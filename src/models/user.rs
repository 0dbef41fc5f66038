//! User model
//!
//! Users are soft-deleted: `deleted_at` is stamped and the row stays in place.

use chrono::{DateTime, Utc};
use serde::{Deserialize, Serialize};
use std::fmt;
use std::str::FromStr;

use super::pagination::{SortColumns, SortOrder};

/// Dashboard user
#[derive(Debug, Clone, Serialize, Deserialize)]
#[serde(rename_all = "camelCase")]
pub struct User {
    pub id: i64,
    pub name: String,
    /// Email address (unique, stored lowercase)
    pub email: String,
    /// Password hash (argon2)
    #[serde(skip_serializing, default)]
    pub password_hash: String,
    pub role: UserRole,
    pub status: UserStatus,
    pub created_at: DateTime<Utc>,
    pub updated_at: DateTime<Utc>,
    #[serde(skip_serializing_if = "Option::is_none")]
    pub deleted_at: Option<DateTime<Utc>>,
}

impl User {
    /// Create a new user. `password_hash` must already be hashed.
    pub fn new(name: String, email: String, password_hash: String, role: UserRole) -> Self {
        let now = Utc::now();
        Self {
            id: 0,
            name,
            email,
            password_hash,
            role,
            status: UserStatus::Active,
            created_at: now,
            updated_at: now,
            deleted_at: None,
        }
    }

    pub fn is_deleted(&self) -> bool {
        self.deleted_at.is_some()
    }

    pub fn is_active(&self) -> bool {
        self.status == UserStatus::Active && !self.is_deleted()
    }
}

#[derive(Debug, Clone, Copy, PartialEq, Eq, Serialize, Deserialize, Default)]
#[serde(rename_all = "lowercase")]
pub enum UserRole {
    Admin,
    Editor,
    #[default]
    Viewer,
}

impl fmt::Display for UserRole {
    fn fmt(&self, f: &mut fmt::Formatter<'_>) -> fmt::Result {
        match self {
            UserRole::Admin => write!(f, "admin"),
            UserRole::Editor => write!(f, "editor"),
            UserRole::Viewer => write!(f, "viewer"),
        }
    }
}

impl FromStr for UserRole {
    type Err = anyhow::Error;

    fn from_str(s: &str) -> Result<Self, Self::Err> {
        match s.to_lowercase().as_str() {
            "admin" => Ok(UserRole::Admin),
            "editor" => Ok(UserRole::Editor),
            "viewer" => Ok(UserRole::Viewer),
            _ => Err(anyhow::anyhow!("Invalid user role: {}", s)),
        }
    }
}

#[derive(Debug, Clone, Copy, PartialEq, Eq, Serialize, Deserialize, Default)]
#[serde(rename_all = "lowercase")]
pub enum UserStatus {
    #[default]
    Active,
    Inactive,
}

impl fmt::Display for UserStatus {
    fn fmt(&self, f: &mut fmt::Formatter<'_>) -> fmt::Result {
        match self {
            UserStatus::Active => write!(f, "active"),
            UserStatus::Inactive => write!(f, "inactive"),
        }
    }
}

impl FromStr for UserStatus {
    type Err = anyhow::Error;

    fn from_str(s: &str) -> Result<Self, Self::Err> {
        match s.to_lowercase().as_str() {
            "active" => Ok(UserStatus::Active),
            "inactive" => Ok(UserStatus::Inactive),
            _ => Err(anyhow::anyhow!("Invalid user status: {}", s)),
        }
    }
}

/// Input for creating a user (plaintext password, hashed by the service)
#[derive(Debug, Clone, Deserialize)]
#[serde(rename_all = "camelCase")]
pub struct CreateUserInput {
    pub name: String,
    pub email: String,
    pub password: String,
    #[serde(default)]
    pub role: Option<String>,
    #[serde(default)]
    pub status: Option<String>,
}

/// Partial update; absent fields are left untouched
#[derive(Debug, Clone, Default, Deserialize)]
#[serde(rename_all = "camelCase", default)]
pub struct UpdateUserInput {
    pub name: Option<String>,
    pub email: Option<String>,
    pub password: Option<String>,
    pub role: Option<String>,
    pub status: Option<String>,
}

/// List filters for users
#[derive(Debug, Clone, Default, Deserialize)]
#[serde(rename_all = "camelCase", default)]
pub struct UserFilter {
    pub role: Option<String>,
    pub status: Option<String>,
    /// Case-insensitive match on name or email
    pub search: Option<String>,
    pub include_deleted: bool,
}

pub const USER_SORT_COLUMNS: SortColumns = SortColumns {
    fields: &[
        ("id", "id"),
        ("name", "name"),
        ("email", "email"),
        ("role", "role"),
        ("status", "status"),
        ("createdAt", "created_at"),
        ("updatedAt", "updated_at"),
    ],
    default_column: "created_at",
    default_order: SortOrder::Desc,
};
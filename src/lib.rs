//! Adminhub - content administration backend
//!
//! Dashboard modules, users, audit trail, YouTube videos, study notes,
//! blog posts and timed practice tests behind one JSON API, plus an
//! offline-first mirror client.

pub mod api;
pub mod cache;
pub mod config;
pub mod db;
pub mod models;
pub mod offline;
pub mod practice;
pub mod services;
//! Request extractors
//!
//! Wrappers around axum's `Json`, `Query` and `Path` whose rejections use
//! the API error envelope, plus the audit actor and list parameters.

use axum::{
    extract::{
        rejection::{JsonRejection, PathRejection, QueryRejection},
        FromRequest, FromRequestParts, Query,
    },
    http::request::Parts,
};
use std::convert::Infallible;

use super::middleware::{ApiError, AppState};
use crate::models::{ListParams, PageQuery};

/// Header naming the user on whose behalf a mutation is made
pub const ACTOR_HEADER: &str = "x-actor";
pub const DEFAULT_ACTOR: &str = "system";
const MAX_ACTOR_LEN: usize = 100;

#[derive(Debug, FromRequest)]
#[from_request(via(axum::Json), rejection(ApiError))]
pub struct ApiJson<T>(pub T);

#[derive(Debug, FromRequestParts)]
#[from_request(via(axum::extract::Query), rejection(ApiError))]
pub struct ApiQuery<T>(pub T);

#[derive(Debug, FromRequestParts)]
#[from_request(via(axum::extract::Path), rejection(ApiError))]
pub struct ApiPath<T>(pub T);

impl From<JsonRejection> for ApiError {
    fn from(rejection: JsonRejection) -> Self {
        ApiError::validation_error(rejection.body_text())
    }
}

impl From<QueryRejection> for ApiError {
    fn from(rejection: QueryRejection) -> Self {
        ApiError::validation_error(rejection.body_text())
    }
}

impl From<PathRejection> for ApiError {
    fn from(rejection: PathRejection) -> Self {
        ApiError::validation_error(rejection.body_text())
    }
}

/// Who performed a mutation, from `X-Actor` (defaults to `system`)
#[derive(Debug, Clone, PartialEq, Eq)]
pub struct Actor(pub String);

impl Actor {
    pub fn as_str(&self) -> &str {
        &self.0
    }

    fn from_header(value: Option<&str>) -> Self {
        let name = value
            .map(str::trim)
            .filter(|v| !v.is_empty())
            .map(|v| v.chars().take(MAX_ACTOR_LEN).collect())
            .unwrap_or_else(|| DEFAULT_ACTOR.to_string());
        Actor(name)
    }
}

impl<S: Send + Sync> FromRequestParts<S> for Actor {
    type Rejection = Infallible;

    async fn from_request_parts(parts: &mut Parts, _state: &S) -> Result<Self, Self::Rejection> {
        let value = parts.headers.get(ACTOR_HEADER).and_then(|v| v.to_str().ok());
        Ok(Actor::from_header(value))
    }
}

/// `?page=&limit=&sortBy=&order=` normalized against the pagination config
#[derive(Debug, Clone)]
pub struct Paging(pub ListParams);

impl FromRequestParts<AppState> for Paging {
    type Rejection = ApiError;

    async fn from_request_parts(parts: &mut Parts, state: &AppState) -> Result<Self, Self::Rejection> {
        let Query(query) = Query::<PageQuery>::from_request_parts(parts, state).await?;
        ListParams::from_query(&query, &state.pagination)
            .map(Paging)
            .map_err(ApiError::validation_error)
    }
}
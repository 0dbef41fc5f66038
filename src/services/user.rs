//! User service
//!
//! Account management for the admin panel:
//! - Create with argon2-hashed password and case-insensitive unique email
//! - Partial updates, including password changes
//! - Soft delete and restore; deleted users are hidden from `get` and `list`

use chrono::Utc;
use serde_json::json;
use std::sync::Arc;

use super::audit::ChangeRecorder;
use super::error::{ServiceError, ServiceResult};
use super::password::hash_password;
use super::validation::{self, order_clause, parse_enum, required};
use crate::db::repositories::UserRepository;
use crate::models::{
    AuditAction, CreateUserInput, ListParams, NewAuditLog, PagedResult, UpdateUserInput, User,
    UserFilter, UserRole, UserStatus, USER_SORT_COLUMNS,
};

/// Minimum password length in characters
pub const MIN_PASSWORD_LENGTH: usize = 8;

const ENTITY: &str = "user";

pub struct UserService {
    repo: Arc<dyn UserRepository>,
    recorder: ChangeRecorder,
}

impl UserService {
    pub fn new(repo: Arc<dyn UserRepository>, recorder: ChangeRecorder) -> Self {
        Self { repo, recorder }
    }

    /// Create a user
    ///
    /// # Errors
    /// - `Validation` for a blank name, malformed email, short password or unknown role/status
    /// - `Conflict` if the email is taken, including by a soft-deleted user
    pub async fn create(&self, input: CreateUserInput, actor: &str) -> ServiceResult<User> {
        let name = required("Name", &input.name)?;
        let email = validation::email(&input.email)?;
        validate_password(&input.password)?;
        let role: UserRole = match input.role.as_deref() {
            Some(role) => parse_enum("role", role)?,
            None => UserRole::default(),
        };
        let status: UserStatus = match input.status.as_deref() {
            Some(status) => parse_enum("status", status)?,
            None => UserStatus::default(),
        };

        self.ensure_email_available(&email, None).await?;

        let password_hash = hash_password(&input.password)?;
        let mut user = User::new(name, email, password_hash, role);
        user.status = status;

        let created = self.repo.create(&user).await?;
        tracing::info!(user_id = created.id, "User created");

        self.recorder
            .record(
                NewAuditLog::new(actor, AuditAction::Create, ENTITY, Some(created.id))
                    .with_details(json!({ "email": created.email, "role": created.role })),
            )
            .await;
        Ok(created)
    }

    pub async fn get(&self, id: i64) -> ServiceResult<User> {
        match self.repo.get_by_id(id).await? {
            Some(user) if !user.is_deleted() => Ok(user),
            _ => Err(ServiceError::not_found("User", id)),
        }
    }

    pub async fn list(&self, filter: &UserFilter, params: &ListParams) -> ServiceResult<PagedResult<User>> {
        if let Some(role) = &filter.role {
            parse_enum::<UserRole>("role", role)?;
        }
        if let Some(status) = &filter.status {
            parse_enum::<UserStatus>("status", status)?;
        }
        let order_by = order_clause(params, &USER_SORT_COLUMNS)?;

        let total = self.repo.count(filter).await?;
        let items = self
            .repo
            .list(filter, &order_by, params.offset(), params.limit as i64)
            .await?;
        Ok(PagedResult::new(items, total, params))
    }

    /// Apply the fields present in `input`
    pub async fn update(&self, id: i64, input: UpdateUserInput, actor: &str) -> ServiceResult<User> {
        let mut user = self.get(id).await?;
        let mut changed = Vec::new();

        if let Some(name) = input.name {
            user.name = required("Name", &name)?;
            changed.push("name");
        }
        if let Some(email) = input.email {
            let email = validation::email(&email)?;
            if email != user.email {
                self.ensure_email_available(&email, Some(id)).await?;
                user.email = email;
            }
            changed.push("email");
        }
        if let Some(password) = input.password {
            validate_password(&password)?;
            user.password_hash = hash_password(&password)?;
            changed.push("password");
        }
        if let Some(role) = input.role {
            user.role = parse_enum("role", &role)?;
            changed.push("role");
        }
        if let Some(status) = input.status {
            user.status = parse_enum("status", &status)?;
            changed.push("status");
        }

        user.updated_at = Utc::now();
        let updated = self.repo.update(&user).await?;

        self.recorder
            .record(
                NewAuditLog::new(actor, AuditAction::Update, ENTITY, Some(id))
                    .with_details(json!({ "fields": changed })),
            )
            .await;
        Ok(updated)
    }

    /// Soft delete: stamps `deletedAt`, the row stays
    pub async fn delete(&self, id: i64, actor: &str) -> ServiceResult<()> {
        if !self.repo.soft_delete(id, Utc::now()).await? {
            return Err(ServiceError::not_found("User", id));
        }
        tracing::info!(user_id = id, "User soft-deleted");

        self.recorder
            .record(NewAuditLog::new(actor, AuditAction::Delete, ENTITY, Some(id)))
            .await;
        Ok(())
    }

    /// Undo a soft delete
    ///
    /// # Errors
    /// - `NotFound` if the user never existed
    /// - `Conflict` if the user is not deleted
    pub async fn restore(&self, id: i64, actor: &str) -> ServiceResult<User> {
        let user = self
            .repo
            .get_by_id(id)
            .await?
            .ok_or_else(|| ServiceError::not_found("User", id))?;
        if !user.is_deleted() {
            return Err(ServiceError::conflict(format!("User {} is not deleted", id)));
        }
        if !self.repo.restore(id).await? {
            return Err(ServiceError::conflict(format!("User {} is not deleted", id)));
        }

        self.recorder
            .record(NewAuditLog::new(actor, AuditAction::Restore, ENTITY, Some(id)))
            .await;
        self.get(id).await
    }

    async fn ensure_email_available(&self, email: &str, except: Option<i64>) -> ServiceResult<()> {
        match self.repo.get_by_email(email).await? {
            Some(existing) if Some(existing.id) != except => Err(ServiceError::conflict(format!(
                "Email '{}' is already registered",
                email
            ))),
            _ => Ok(()),
        }
    }
}

fn validate_password(password: &str) -> ServiceResult<()> {
    if password.chars().count() < MIN_PASSWORD_LENGTH {
        return Err(ServiceError::validation(format!(
            "Password must be at least {} characters",
            MIN_PASSWORD_LENGTH
        )));
    }
    Ok(())
}
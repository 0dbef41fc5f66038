//! Practice test series

use chrono::{DateTime, Utc};
use serde::{Deserialize, Serialize};

use super::pagination::{SortColumns, SortOrder};

#[derive(Debug, Clone, PartialEq, Serialize, Deserialize)]
#[serde(rename_all = "camelCase")]
pub struct Question {
    pub id: u32,
    pub prompt: String,
    pub options: Vec<String>,
    /// Index into `options`
    pub correct_option: usize,
}

/// A question as shown during a running session (answer hidden)
#[derive(Debug, Clone, Serialize)]
#[serde(rename_all = "camelCase")]
pub struct QuestionView {
    pub id: u32,
    pub prompt: String,
    pub options: Vec<String>,
}

impl From<&Question> for QuestionView {
    fn from(q: &Question) -> Self {
        Self {
            id: q.id,
            prompt: q.prompt.clone(),
            options: q.options.clone(),
        }
    }
}

#[derive(Debug, Clone, PartialEq, Serialize, Deserialize)]
#[serde(rename_all = "camelCase")]
pub struct TestSeries {
    pub id: i64,
    pub title: String,
    pub description: Option<String>,
    pub duration_minutes: u32,
    pub marks_per_question: f64,
    pub negative_marks: f64,
    pub questions: Vec<Question>,
    pub created_at: DateTime<Utc>,
}

impl TestSeries {
    pub fn max_score(&self) -> f64 {
        self.questions.len() as f64 * self.marks_per_question
    }
}

/// A series as served to practice clients: questions without their answers
#[derive(Debug, Clone, Serialize)]
#[serde(rename_all = "camelCase")]
pub struct TestSeriesDetail {
    pub id: i64,
    pub title: String,
    pub description: Option<String>,
    pub duration_minutes: u32,
    pub marks_per_question: f64,
    pub negative_marks: f64,
    pub questions: Vec<QuestionView>,
    pub created_at: DateTime<Utc>,
}

impl From<&TestSeries> for TestSeriesDetail {
    fn from(t: &TestSeries) -> Self {
        Self {
            id: t.id,
            title: t.title.clone(),
            description: t.description.clone(),
            duration_minutes: t.duration_minutes,
            marks_per_question: t.marks_per_question,
            negative_marks: t.negative_marks,
            questions: t.questions.iter().map(QuestionView::from).collect(),
            created_at: t.created_at,
        }
    }
}

/// Listing entry without the question bodies
#[derive(Debug, Clone, Serialize, Deserialize)]
#[serde(rename_all = "camelCase")]
pub struct TestSeriesSummary {
    pub id: i64,
    pub title: String,
    pub description: Option<String>,
    pub duration_minutes: u32,
    pub question_count: usize,
    pub created_at: DateTime<Utc>,
}

impl From<&TestSeries> for TestSeriesSummary {
    fn from(t: &TestSeries) -> Self {
        Self {
            id: t.id,
            title: t.title.clone(),
            description: t.description.clone(),
            duration_minutes: t.duration_minutes,
            question_count: t.questions.len(),
            created_at: t.created_at,
        }
    }
}

#[derive(Debug, Clone, Deserialize)]
#[serde(rename_all = "camelCase")]
pub struct QuestionInput {
    pub prompt: String,
    pub options: Vec<String>,
    pub correct_option: usize,
}

#[derive(Debug, Clone, Deserialize)]
#[serde(rename_all = "camelCase")]
pub struct CreateTestSeriesInput {
    pub title: String,
    #[serde(default)]
    pub description: Option<String>,
    pub duration_minutes: u32,
    #[serde(default = "default_marks")]
    pub marks_per_question: f64,
    #[serde(default)]
    pub negative_marks: f64,
    pub questions: Vec<QuestionInput>,
}

fn default_marks() -> f64 {
    1.0
}

pub const TEST_SERIES_SORT_COLUMNS: SortColumns = SortColumns {
    fields: &[
        ("id", "id"),
        ("title", "title"),
        ("durationMinutes", "duration_minutes"),
        ("createdAt", "created_at"),
    ],
    default_column: "created_at",
    default_order: SortOrder::Desc,
};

> PROBLEM REQUIREMENTS:
Your answer should hold every line of the entries that contains the string "questions".

> SOLUTION TO THE PROBLEM:
    pub questions: Vec<Question>,
        self.questions.len() as f64 * self.marks_per_question
/// A series as served to practice clients: questions without their answers
    pub questions: Vec<QuestionView>,
            questions: t.questions.iter().map(QuestionView::from).collect(),
            question_count: t.questions.len(),
    pub questions: Vec<QuestionInput>,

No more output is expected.